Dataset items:
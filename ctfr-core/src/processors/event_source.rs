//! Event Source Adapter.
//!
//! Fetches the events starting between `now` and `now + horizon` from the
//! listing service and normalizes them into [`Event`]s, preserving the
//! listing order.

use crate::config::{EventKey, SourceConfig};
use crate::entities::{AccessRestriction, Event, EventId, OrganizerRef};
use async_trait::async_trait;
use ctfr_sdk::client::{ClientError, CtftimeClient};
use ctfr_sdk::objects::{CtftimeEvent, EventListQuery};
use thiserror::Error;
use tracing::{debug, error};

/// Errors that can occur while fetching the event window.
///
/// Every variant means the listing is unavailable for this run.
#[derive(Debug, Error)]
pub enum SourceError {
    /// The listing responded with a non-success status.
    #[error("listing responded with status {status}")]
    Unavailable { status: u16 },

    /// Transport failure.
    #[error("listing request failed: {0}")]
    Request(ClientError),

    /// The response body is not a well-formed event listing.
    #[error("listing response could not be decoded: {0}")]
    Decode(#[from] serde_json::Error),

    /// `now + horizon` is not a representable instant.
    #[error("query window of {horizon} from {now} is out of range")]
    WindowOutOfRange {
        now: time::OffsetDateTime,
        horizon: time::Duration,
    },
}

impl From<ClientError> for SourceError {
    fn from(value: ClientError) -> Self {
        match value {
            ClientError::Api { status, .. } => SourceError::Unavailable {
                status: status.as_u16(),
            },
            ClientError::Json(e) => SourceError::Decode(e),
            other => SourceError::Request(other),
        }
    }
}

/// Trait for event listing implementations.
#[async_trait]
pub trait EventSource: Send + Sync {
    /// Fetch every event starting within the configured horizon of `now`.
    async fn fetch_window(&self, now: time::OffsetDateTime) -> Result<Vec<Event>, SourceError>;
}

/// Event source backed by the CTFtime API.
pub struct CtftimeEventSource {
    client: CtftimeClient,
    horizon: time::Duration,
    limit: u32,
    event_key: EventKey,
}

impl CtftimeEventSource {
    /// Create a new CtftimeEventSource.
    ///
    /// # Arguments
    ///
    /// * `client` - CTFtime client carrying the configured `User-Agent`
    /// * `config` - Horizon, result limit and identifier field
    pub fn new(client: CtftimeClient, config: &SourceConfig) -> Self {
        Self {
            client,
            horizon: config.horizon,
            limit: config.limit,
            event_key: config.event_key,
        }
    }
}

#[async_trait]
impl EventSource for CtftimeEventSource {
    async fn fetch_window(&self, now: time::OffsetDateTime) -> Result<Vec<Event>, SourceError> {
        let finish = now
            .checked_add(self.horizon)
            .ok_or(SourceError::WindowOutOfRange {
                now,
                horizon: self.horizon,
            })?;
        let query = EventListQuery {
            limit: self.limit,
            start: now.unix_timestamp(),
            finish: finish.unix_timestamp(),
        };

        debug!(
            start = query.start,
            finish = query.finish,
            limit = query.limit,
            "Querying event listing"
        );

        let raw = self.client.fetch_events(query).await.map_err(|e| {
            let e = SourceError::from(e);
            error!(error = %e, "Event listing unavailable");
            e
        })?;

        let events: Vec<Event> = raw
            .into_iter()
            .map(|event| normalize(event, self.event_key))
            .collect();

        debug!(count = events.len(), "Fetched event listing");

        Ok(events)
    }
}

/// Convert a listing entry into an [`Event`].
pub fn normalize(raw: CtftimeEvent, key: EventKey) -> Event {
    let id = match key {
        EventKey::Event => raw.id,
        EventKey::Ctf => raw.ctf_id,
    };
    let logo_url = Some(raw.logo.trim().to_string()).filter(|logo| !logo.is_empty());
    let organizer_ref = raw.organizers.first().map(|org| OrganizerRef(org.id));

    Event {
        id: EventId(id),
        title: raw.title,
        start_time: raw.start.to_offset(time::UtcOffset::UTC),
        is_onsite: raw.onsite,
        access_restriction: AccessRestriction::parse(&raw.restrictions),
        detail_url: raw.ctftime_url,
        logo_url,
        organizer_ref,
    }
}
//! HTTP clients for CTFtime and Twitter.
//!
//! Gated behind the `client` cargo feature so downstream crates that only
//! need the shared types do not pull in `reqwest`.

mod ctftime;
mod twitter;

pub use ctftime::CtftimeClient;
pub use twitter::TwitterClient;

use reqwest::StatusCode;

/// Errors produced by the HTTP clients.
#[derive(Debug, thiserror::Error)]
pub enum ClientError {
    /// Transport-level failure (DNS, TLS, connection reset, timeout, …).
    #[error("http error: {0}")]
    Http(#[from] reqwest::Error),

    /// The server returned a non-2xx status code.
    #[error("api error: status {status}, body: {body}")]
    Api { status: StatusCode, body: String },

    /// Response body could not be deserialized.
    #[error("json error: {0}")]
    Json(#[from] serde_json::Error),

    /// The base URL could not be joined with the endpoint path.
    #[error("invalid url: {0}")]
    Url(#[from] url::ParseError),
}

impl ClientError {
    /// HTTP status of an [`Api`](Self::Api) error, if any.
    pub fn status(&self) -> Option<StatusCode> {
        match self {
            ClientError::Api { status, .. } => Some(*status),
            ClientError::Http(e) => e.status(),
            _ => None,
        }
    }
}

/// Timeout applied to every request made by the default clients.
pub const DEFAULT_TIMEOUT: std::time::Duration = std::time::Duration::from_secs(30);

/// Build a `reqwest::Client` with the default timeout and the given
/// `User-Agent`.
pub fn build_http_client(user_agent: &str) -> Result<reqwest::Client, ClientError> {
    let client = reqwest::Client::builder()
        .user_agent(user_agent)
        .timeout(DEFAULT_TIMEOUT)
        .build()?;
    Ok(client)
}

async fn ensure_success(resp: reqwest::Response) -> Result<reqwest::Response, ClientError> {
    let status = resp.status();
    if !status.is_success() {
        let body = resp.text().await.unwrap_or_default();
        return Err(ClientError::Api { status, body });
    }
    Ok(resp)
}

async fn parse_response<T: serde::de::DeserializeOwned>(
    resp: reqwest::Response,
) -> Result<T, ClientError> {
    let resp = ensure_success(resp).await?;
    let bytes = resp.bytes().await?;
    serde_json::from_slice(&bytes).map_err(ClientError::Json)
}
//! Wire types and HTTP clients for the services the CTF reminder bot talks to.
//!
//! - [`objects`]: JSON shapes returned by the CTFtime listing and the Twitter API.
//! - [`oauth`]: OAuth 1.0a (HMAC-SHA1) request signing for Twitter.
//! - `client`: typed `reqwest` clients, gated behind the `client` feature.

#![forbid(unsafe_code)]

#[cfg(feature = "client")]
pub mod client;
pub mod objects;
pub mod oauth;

• _Exercise_
Among the records, find the lines that contain "objects" and copy each of them.

• _Result of this task_
use ctfr_sdk::objects::{CtftimeEvent, EventListQuery};
//! - [`objects`]: JSON shapes returned by the CTFtime listing and the Twitter API.
pub mod objects;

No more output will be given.